2006. Ano 3 . Edição 24 - 7/7/2006
Helder Ferreira
Nos últimos 30 anos, a segurança pública tem merecido cada vez mais atenção popular, devido ao crescente número de casos de violações e ameaças à vida, à integridade física, à liberdade e aos bens dos cidadãos. Em termos econômicos, o custo do crime e da violência, incluindo despesas com segurança, justiça, saúde e perdas patrimoniais e intangíveis, é estimado em 10, 5% do Produto Interno Bruto (PIB) brasileiro. A situação fica mais clara quando se observa a vitimização gerada pela violência: 1) Em 2004, segundo dados preliminares do Ministério da Saúde, foram registrados 48. 473 homicídios, que levaram à taxa de 26, 7 homicídios por 100 mil habitantes. Numa comparação com outros 86 países, com base em dados da Organização Mundial da Saúde (OMS), a situação brasileira só seria menos grave do que a de Colômbia, El Salvador, Rússia e Sri Lanka; 2) Segundo pesquisa de vitimização do Instituto Latino Americano das Nações Unidas para a Prevenção do Delito e Tratamento do Delinqüente (Ilanud), de 2002, 35% dos entrevistados foram vítimas de algum tipo de crime em São Paulo, Rio de Janeiro, Recife e Vitória nos 12 meses anteriores à consulta.
Historicamente, para resguardar os direitos individuais e a ordem social, e para punir os infratores, foram constituídas as polícias, a justiça criminal e o sistema penal. No entanto, esse modelo está em crise no Brasil. Entre outros motivos porque a criminalidade violenta cresceu fortemente nos últimos trinta anos. Saltou de 11, 7 para 26, 7 homicídios por 100 mil habitantes entre 1980 e 2004. Também porque a impunidade é alta.

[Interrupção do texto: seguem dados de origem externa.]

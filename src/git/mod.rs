//! Tag store abstraction layer
//!
//! The version computation only needs one thing from version control: whether a
//! tag with a given name already exists. That capability is the [TagStore]
//! trait, with two implementations:
//!
//! - [repository::Git2TagStore]: looks up `refs/tags/<name>` with the `git2` crate
//! - [mock::MockTagStore]: an in-memory set of tag names for tests
//!
//! ```rust
//! # use git_next_version::git::{MockTagStore, TagStore};
//! let store = MockTagStore::with_tags(["1.2.1"]);
//! assert!(store.tag_exists("1.2.1"));
//! assert!(!store.tag_exists("1.2.2"));
//! ```

pub mod mock;
pub mod repository;

pub use mock::MockTagStore;
pub use repository::Git2TagStore;

use crate::boundary::BoundaryWarning;

/// Existence check against the tags visible to this job
///
/// ## Error Handling
///
/// `tag_exists` returns a plain `bool`. Implementations must not propagate
/// lookup failures (unreachable store, malformed ref name): such a failure
/// answers `false`, so the candidate is accepted. Stores that can fail keep
/// a record of those lookups for [TagStore::take_lookup_failures].
///
/// ## Ordering
///
/// Callers query one candidate at a time and wait for the answer before
/// deciding on the next candidate.
pub trait TagStore {
    /// Whether a tag named exactly `candidate` exists
    fn tag_exists(&self, candidate: &str) -> bool;

    /// Lookups that failed and were answered with `false` since the last call
    fn take_lookup_failures(&self) -> Vec<BoundaryWarning> {
        Vec::new()
    }
}

impl<T: TagStore + ?Sized> TagStore for &T {
    fn tag_exists(&self, candidate: &str) -> bool {
        (**self).tag_exists(candidate)
    }

    fn take_lookup_failures(&self) -> Vec<BoundaryWarning> {
        (**self).take_lookup_failures()
    }
}

impl<T: TagStore + ?Sized> TagStore for Box<T> {
    fn tag_exists(&self, candidate: &str) -> bool {
        (**self).tag_exists(candidate)
    }

    fn take_lookup_failures(&self) -> Vec<BoundaryWarning> {
        (**self).take_lookup_failures()
    }
}
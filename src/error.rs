use thiserror::Error;

/// Unified error type for git-next-version operations
#[derive(Error, Debug)]
pub enum NextVersionError {
    #[error("Git operation failed: {0}")]
    Git(#[from] git2::Error),

    #[error("Configuration error: {0}")]
    Config(String),

    #[error("Input error: {0}")]
    Input(String),

    #[error("Version error: {0}")]
    Version(String),

    #[error("Tag store error: {0}")]
    TagStore(String),

    #[error("Probe error: {0}")]
    Probe(String),

    #[error("Output error: {0}")]
    Output(String),

    #[error("I/O error: {0}")]
    Io(#[from] std::io::Error),

    #[error("Invalid TOML: {0}")]
    Toml(#[from] toml::de::Error),
}

/// Convenience type alias for Results in git-next-version
pub type Result<T> = std::result::Result<T, NextVersionError>;

impl NextVersionError {
    /// Create a configuration error with context
    pub fn config(msg: impl Into<String>) -> Self {
        NextVersionError::Config(msg.into())
    }

    /// Create an input error with context
    pub fn input(msg: impl Into<String>) -> Self {
        NextVersionError::Input(msg.into())
    }

    /// Create a version error with context
    pub fn version(msg: impl Into<String>) -> Self {
        NextVersionError::Version(msg.into())
    }

    /// Create a tag store error with context
    pub fn tag_store(msg: impl Into<String>) -> Self {
        NextVersionError::TagStore(msg.into())
    }

    /// Create a probe error with context
    pub fn probe(msg: impl Into<String>) -> Self {
        NextVersionError::Probe(msg.into())
    }

    /// Create an output error with context
    pub fn output(msg: impl Into<String>) -> Self {
        NextVersionError::Output(msg.into())
    }
}
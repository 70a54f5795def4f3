pub mod boundary;
pub mod cli;
pub mod config;
pub mod domain;
pub mod error;
pub mod git;
pub mod outputs;
pub mod probe;
pub mod resolver;
pub mod ui;

pub use error::{NextVersionError, Result};
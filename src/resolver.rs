//! Next-version computation for the stable and pre-release lines.
//!
//! Both functions are pure: they only look at the tag text they are given and
//! never consult the tag store. Unparsable input is not an error, it falls back
//! to [`Version::INITIAL`].

use crate::domain::{PreReleaseVersion, UpgradeKind, Version};
use crate::error::Result;

/// Computes the next stable version from the last stable tag.
///
/// # Arguments
/// * `last_tag` - Most recent stable tag (`X.Y.Z`), if any
/// * `kind` - Which component to upgrade
///
/// # Returns
/// * `Ok(Version)` - `last_tag` (or `0.1.0` when absent/unparsable) upgraded by `kind`
/// * `Err` - Only if a component would overflow
///
/// # Example
/// ```ignore
/// assert_eq!(compute_next_main_version(Some("2.3.4"), UpgradeKind::Minor)?, Version::new(2, 4, 0));
/// assert_eq!(compute_next_main_version(None, UpgradeKind::Major)?, Version::new(1, 0, 0));
/// ```
pub fn compute_next_main_version(last_tag: Option<&str>, kind: UpgradeKind) -> Result<Version> {
    let base = Version::parse_opt(last_tag).unwrap_or(Version::INITIAL);
    base.bump(kind)
}

/// Computes the next pre-release version for a development branch.
///
/// The base is the last stable version as-is (not incremented). The build
/// counter continues from `last_prerelease_tag` only when that tag belongs to
/// the same base; otherwise numbering restarts at 1.
///
/// # Arguments
/// * `last_main_tag` - Most recent stable tag, if any
/// * `last_prerelease_tag` - Most recent `X.Y.Z-develop.N` tag, if any
///
/// # Example
/// ```ignore
/// let next = compute_next_prerelease_version(Some("1.2.0"), Some("1.2.0-develop.5"))?;
/// assert_eq!(next.to_string(), "1.2.0-develop.6");
/// ```
pub fn compute_next_prerelease_version(
    last_main_tag: Option<&str>,
    last_prerelease_tag: Option<&str>,
) -> Result<PreReleaseVersion> {
    let base = Version::parse_opt(last_main_tag).unwrap_or(Version::INITIAL);
    let last_build = last_prerelease_tag
        .and_then(|tag| PreReleaseVersion::build_for_base(tag, base))
        .unwrap_or(0);

    PreReleaseVersion::new(base, last_build).next_build()
}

Nos casos de assassinatos, vários estudos apontam que menos de 5% dos casos terminam com alguma punição. Por fim, apesar dos investimentos constantes em criação de vagas no sistema penal, segundo dados de dezembro de 2005, do Departamento Penitenciário Nacional (Depen), o déficit nas penitenciárias era de 90. 360 vagas, ou seja, para cada duas vagas havia três presos. A situação era ainda pior nos casos sob a custódia da polícia: para cada vaga havia sete presos. Além disso, a tendência do déficit é crescente, pois sua capacidade aumenta em ritmo menor do que o de ingresso de presos no sistema. O poder do Estado de financiar esse modelo está comprometido, entre outras coisas, porque faltam recursos para treinamento das polícias e manutenção dos espaços físicos e equipamentos; os salários dos policiais da base são considerados baixos pelos especialistas; e faltam aos presos, de maneira geral, desde atividades de reinserção social até condições básicas de sobrevivência.
Diante da grave situação, nos últimos quinze anos o governo federal tem se voltado para o problema, em grande parte, considerado responsabilidade do Estado. São importantes marcos, nesse sentido, a criação do Fundo Penitenciário Nacional (Funpen), em 1994;da primeira Secretaria Nacional de Segurança Pública (Senasp), em 1995; do Fundo Nacional de Segurança Pública, em 2001; e a elaboração de dois Planos Nacionais de Segurança Pública. No governo atual, começou-se inovando com a proposta de implantação de um Sistema Único de Segurança Pública, com custeio de planos de prevenção da violência dos municípios e com propostas de reformas no Judiciário. No entanto, projetos de reformas na segurança pública, como a desconstitucionalização das polícias, não foram encaminhados ao Legislativo. As razões para isso incluem os riscos inerentes a uma área em que faltam consensos básicos entre os atores políticos e na qual a urgência parece superar o tempo necessário para a colheita de resultados duradouros.
De qualquer forma, ainda não se pode notar mudança no foco tradicional de "produção de presos"nas ações do governo federal, em que pese inovações, dada a prioridade dos gastos nas polícias Federal e Rodoviária Federal. Com tantas instituições voltadas para a identificação, investigação, detenção, ao julgamento e à prisão de infratores, além do forte apoio popular e da mídia às propostas de aumento dos gastos em construção de novas penitenciárias de segurança máxima, o Estado brasileiro tem grandes dificuldades para atuar de forma coordenada, numa política integrada e ampla, de prevenção da violência para além da repressão, que atue sobre os fatores de proteção e de risco em relação à violência e que priorize as penas alternativas à prisão.